__Required action__: The word "cqrs" occurs in some lines of the listing. Copy those lines.

━━━━

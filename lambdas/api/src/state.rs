use std::sync::Arc;

use aws_config::SdkConfig;
use domain::{
    accounts::{AccountService, DynamoAccountRepository},
    identity::GoTrueClient,
    pharmacies::{DynamoPharmacyRepository, PharmacyDirectory},
    requests::{cqrs, RequestWorkflow, Services},
    storage::{S3ObjectStore, Uploader},
};

use crate::config::Config;

#[derive(Clone)]
pub struct AppState {
    pub accounts: AccountService,
    pub requests: RequestWorkflow,
    pub pharmacies: PharmacyDirectory,
}

impl AppState {
    pub fn new(
        accounts: AccountService,
        requests: RequestWorkflow,
        pharmacies: PharmacyDirectory,
    ) -> Self {
        Self {
            accounts,
            requests,
            pharmacies,
        }
    }

    /// Wires the DynamoDB, S3 and GoTrue adapters.
    pub fn from_aws(config: &Config, sdk: &SdkConfig) -> Self {
        let dynamodb = aws_sdk_dynamodb::Client::new(sdk);
        let s3 = aws_sdk_s3::Client::new(sdk);

        let account_repo = Arc::new(DynamoAccountRepository::from_env(dynamodb.clone()));
        let identity = Arc::new(GoTrueClient::new(
            config.supabase_url.clone(),
            config.supabase_anon_key.clone(),
        ));
        let uploader = Uploader::new(Arc::new(S3ObjectStore::new(
            s3,
            config.buckets.clone(),
            config.signed_url_ttl,
        )));

        let views = cqrs::init_repo(dynamodb.clone());
        let index = cqrs::init_index(dynamodb.clone());
        let commands = cqrs::init(
            dynamodb.clone(),
            views.clone(),
            Services::new(config.accept_policy),
        );

        let requests = RequestWorkflow::new(commands, views, index, account_repo.clone());
        let accounts = AccountService::new(account_repo, identity, uploader);
        let pharmacies =
            PharmacyDirectory::new(Arc::new(DynamoPharmacyRepository::from_env(dynamodb)));

        Self::new(accounts, requests, pharmacies)
    }
}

━━━━

__Exercise solution__:
    requests::{cqrs, RequestWorkflow, Services},
        let views = cqrs::init_repo(dynamodb.clone());
        let index = cqrs::init_index(dynamodb.clone());
        let commands = cqrs::init(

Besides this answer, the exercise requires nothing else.